[[ Provided entries open ]]

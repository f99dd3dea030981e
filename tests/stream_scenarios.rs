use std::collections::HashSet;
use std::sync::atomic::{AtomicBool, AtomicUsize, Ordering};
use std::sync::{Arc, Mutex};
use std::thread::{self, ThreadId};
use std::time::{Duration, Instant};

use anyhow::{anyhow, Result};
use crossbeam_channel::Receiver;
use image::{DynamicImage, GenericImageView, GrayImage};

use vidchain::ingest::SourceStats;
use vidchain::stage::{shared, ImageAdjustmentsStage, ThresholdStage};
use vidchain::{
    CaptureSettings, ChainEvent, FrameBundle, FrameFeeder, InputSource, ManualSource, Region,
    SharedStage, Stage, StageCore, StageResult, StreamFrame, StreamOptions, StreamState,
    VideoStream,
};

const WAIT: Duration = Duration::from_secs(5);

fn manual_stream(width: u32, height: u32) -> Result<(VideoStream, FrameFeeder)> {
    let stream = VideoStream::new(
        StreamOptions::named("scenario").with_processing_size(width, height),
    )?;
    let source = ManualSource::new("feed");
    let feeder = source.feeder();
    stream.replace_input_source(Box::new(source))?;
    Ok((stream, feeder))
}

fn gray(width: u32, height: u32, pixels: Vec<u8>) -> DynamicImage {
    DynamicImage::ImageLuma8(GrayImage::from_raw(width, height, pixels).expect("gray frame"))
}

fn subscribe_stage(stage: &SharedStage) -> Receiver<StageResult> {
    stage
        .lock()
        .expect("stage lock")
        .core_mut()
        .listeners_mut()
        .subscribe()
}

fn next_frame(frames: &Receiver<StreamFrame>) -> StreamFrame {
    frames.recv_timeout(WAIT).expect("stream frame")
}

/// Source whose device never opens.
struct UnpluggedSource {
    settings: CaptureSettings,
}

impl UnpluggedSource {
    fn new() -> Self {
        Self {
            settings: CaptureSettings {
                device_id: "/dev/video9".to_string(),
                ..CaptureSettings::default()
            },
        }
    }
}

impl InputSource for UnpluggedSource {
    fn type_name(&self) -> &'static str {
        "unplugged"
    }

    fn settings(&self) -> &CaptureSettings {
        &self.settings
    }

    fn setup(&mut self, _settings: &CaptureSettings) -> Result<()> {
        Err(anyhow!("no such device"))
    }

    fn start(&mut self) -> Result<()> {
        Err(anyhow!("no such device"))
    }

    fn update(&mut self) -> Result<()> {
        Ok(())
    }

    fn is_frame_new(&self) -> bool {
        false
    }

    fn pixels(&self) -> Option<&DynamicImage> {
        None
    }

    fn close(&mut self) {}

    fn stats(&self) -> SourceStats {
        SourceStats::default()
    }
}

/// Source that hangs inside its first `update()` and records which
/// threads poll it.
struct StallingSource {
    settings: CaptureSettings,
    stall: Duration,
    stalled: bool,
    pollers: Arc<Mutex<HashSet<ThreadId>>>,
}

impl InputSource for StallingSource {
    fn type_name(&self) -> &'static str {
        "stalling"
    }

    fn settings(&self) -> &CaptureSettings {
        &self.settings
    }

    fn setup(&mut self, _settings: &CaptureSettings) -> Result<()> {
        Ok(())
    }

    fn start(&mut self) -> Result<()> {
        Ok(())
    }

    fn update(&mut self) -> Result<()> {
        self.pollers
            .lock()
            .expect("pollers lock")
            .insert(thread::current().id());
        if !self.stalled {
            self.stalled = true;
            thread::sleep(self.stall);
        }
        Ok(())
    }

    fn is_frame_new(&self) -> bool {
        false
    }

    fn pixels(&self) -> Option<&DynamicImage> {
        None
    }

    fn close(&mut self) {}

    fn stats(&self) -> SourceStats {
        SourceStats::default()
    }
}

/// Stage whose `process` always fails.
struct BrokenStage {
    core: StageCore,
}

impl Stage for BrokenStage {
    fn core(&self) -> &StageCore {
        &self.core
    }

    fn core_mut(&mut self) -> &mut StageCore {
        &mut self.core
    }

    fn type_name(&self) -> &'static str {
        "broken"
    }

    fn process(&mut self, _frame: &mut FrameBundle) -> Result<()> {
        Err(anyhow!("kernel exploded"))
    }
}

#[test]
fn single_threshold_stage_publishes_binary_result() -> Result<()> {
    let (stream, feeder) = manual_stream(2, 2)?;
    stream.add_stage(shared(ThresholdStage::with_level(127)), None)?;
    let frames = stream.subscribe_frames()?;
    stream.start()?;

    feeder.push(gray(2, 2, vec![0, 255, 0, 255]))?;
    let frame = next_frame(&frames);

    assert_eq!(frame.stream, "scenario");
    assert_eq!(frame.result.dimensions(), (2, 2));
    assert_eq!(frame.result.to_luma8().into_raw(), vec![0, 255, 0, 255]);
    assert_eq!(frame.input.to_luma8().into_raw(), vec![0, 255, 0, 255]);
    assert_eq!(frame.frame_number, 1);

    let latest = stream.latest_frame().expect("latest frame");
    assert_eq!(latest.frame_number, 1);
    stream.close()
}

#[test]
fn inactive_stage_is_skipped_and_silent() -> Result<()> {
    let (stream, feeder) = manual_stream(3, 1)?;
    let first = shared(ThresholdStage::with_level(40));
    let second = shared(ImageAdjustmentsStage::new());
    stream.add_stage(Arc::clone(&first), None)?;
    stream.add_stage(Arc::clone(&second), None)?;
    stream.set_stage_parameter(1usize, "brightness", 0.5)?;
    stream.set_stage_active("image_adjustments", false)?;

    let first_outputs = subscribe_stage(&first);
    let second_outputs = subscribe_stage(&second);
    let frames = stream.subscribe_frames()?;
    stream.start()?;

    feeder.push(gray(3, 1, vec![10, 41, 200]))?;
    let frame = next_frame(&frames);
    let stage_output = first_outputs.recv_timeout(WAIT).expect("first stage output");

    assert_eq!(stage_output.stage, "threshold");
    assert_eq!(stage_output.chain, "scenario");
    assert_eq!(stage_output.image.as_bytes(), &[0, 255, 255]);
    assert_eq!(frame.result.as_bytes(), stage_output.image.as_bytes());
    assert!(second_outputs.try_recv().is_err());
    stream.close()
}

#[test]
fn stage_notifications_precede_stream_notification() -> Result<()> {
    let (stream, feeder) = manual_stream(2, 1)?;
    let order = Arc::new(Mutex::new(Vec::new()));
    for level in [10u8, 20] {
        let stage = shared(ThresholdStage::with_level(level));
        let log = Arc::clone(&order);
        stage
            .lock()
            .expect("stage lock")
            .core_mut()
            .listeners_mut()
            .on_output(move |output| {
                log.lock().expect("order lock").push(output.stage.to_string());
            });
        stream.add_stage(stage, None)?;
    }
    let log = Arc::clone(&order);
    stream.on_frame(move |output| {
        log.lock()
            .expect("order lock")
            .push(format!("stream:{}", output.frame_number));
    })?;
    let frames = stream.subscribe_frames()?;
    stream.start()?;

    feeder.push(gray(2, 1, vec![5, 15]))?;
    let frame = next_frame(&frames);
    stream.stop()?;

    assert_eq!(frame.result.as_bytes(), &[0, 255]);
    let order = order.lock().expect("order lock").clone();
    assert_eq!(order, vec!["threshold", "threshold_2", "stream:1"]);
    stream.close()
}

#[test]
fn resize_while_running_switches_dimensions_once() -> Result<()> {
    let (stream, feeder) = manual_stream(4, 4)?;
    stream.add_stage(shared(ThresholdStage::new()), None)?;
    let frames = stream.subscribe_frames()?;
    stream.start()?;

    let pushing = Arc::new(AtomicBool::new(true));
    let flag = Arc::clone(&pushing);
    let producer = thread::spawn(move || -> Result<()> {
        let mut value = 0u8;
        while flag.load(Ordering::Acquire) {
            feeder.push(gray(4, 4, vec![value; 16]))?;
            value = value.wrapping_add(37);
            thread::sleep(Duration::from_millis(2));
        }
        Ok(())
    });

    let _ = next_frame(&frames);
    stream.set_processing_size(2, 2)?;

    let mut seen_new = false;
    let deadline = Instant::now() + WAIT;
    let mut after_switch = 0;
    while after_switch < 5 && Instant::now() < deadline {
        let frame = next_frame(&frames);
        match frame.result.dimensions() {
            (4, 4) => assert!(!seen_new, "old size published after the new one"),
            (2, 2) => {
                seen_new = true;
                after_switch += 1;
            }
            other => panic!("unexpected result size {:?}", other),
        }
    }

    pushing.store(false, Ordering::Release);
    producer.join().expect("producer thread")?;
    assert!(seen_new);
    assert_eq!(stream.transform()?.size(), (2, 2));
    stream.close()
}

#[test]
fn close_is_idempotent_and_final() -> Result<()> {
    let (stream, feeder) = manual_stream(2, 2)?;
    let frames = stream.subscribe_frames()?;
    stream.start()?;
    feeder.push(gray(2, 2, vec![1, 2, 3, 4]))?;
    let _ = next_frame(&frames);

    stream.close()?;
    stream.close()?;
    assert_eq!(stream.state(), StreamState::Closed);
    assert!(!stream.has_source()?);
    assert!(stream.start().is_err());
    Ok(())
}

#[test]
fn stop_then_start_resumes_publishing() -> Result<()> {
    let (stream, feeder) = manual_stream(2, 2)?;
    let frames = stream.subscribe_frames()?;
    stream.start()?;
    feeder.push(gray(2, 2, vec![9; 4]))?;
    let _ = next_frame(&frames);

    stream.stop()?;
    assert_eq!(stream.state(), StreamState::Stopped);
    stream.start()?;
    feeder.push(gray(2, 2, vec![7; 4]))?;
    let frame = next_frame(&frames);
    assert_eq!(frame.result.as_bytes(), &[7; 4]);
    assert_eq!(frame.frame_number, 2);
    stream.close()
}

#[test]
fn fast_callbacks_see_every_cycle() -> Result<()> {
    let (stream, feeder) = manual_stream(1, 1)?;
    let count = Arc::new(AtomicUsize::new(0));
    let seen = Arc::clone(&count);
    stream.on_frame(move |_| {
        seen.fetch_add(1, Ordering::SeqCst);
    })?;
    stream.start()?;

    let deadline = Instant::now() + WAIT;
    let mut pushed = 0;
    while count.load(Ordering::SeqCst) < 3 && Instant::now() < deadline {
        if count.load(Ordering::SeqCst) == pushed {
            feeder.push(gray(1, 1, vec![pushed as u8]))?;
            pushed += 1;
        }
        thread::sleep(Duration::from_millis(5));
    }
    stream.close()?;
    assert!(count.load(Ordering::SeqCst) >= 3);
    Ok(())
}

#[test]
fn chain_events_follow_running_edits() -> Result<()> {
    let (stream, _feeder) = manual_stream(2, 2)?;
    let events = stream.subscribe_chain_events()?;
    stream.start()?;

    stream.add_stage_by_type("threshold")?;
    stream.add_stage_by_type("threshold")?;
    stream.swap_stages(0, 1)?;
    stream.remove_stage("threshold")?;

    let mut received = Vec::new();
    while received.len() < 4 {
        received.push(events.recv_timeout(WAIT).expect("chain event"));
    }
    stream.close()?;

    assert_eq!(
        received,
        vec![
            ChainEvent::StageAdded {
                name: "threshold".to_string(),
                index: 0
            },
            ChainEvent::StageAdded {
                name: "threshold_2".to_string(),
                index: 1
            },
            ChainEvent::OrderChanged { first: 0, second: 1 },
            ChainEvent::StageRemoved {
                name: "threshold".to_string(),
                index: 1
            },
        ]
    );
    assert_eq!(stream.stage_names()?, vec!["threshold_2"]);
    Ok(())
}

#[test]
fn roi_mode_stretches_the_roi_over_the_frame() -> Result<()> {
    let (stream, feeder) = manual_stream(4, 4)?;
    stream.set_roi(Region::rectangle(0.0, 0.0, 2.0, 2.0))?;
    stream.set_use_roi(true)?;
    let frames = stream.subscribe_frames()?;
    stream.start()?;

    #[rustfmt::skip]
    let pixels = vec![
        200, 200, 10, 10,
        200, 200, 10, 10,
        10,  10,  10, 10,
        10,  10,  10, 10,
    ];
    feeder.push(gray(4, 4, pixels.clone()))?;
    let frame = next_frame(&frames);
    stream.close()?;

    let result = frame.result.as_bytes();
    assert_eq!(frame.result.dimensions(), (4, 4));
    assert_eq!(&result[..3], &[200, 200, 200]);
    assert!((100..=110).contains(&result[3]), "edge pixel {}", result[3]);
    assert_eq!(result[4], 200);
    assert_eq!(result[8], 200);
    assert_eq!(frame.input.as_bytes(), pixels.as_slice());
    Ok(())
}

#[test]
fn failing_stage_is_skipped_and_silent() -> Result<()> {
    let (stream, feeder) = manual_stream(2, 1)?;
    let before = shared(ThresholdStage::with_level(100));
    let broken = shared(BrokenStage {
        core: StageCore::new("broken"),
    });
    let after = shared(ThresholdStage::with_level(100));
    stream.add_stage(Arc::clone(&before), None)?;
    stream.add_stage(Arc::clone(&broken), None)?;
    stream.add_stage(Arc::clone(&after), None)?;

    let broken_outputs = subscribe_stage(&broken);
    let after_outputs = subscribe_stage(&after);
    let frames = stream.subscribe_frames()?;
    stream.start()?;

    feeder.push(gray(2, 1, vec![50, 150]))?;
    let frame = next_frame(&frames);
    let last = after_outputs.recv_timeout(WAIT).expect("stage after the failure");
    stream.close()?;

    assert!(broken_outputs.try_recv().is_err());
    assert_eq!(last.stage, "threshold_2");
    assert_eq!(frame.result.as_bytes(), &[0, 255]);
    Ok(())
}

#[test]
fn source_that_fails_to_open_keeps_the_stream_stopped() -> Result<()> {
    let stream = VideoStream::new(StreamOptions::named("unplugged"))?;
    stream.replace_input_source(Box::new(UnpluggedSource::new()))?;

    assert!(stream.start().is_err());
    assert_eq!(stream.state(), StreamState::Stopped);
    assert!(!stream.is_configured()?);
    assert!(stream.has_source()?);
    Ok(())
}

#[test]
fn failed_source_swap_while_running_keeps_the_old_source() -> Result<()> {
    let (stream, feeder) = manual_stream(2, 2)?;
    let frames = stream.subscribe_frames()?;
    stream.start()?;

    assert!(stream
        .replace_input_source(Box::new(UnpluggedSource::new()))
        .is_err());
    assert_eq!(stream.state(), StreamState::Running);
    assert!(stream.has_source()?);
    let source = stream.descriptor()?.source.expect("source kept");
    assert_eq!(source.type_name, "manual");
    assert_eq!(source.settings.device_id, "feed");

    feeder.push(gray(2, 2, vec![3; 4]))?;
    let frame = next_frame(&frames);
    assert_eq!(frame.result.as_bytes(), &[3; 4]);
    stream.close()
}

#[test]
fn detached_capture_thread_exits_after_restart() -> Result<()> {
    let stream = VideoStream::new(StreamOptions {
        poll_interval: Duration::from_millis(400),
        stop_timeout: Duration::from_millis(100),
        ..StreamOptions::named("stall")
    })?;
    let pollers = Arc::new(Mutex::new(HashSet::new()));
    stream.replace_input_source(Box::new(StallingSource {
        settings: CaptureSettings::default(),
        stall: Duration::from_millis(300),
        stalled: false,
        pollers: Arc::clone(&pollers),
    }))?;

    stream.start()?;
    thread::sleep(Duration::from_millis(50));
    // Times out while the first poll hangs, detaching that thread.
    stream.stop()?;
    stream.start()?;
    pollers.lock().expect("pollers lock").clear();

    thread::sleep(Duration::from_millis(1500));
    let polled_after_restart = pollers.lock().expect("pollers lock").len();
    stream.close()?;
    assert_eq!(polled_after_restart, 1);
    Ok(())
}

[[ Provided entries closed ]]

Return each full line of the entries that contains the word "hangs".

/// Source that hangs inside its first `update()` and records which
    // Times out while the first poll hangs, detaching that thread.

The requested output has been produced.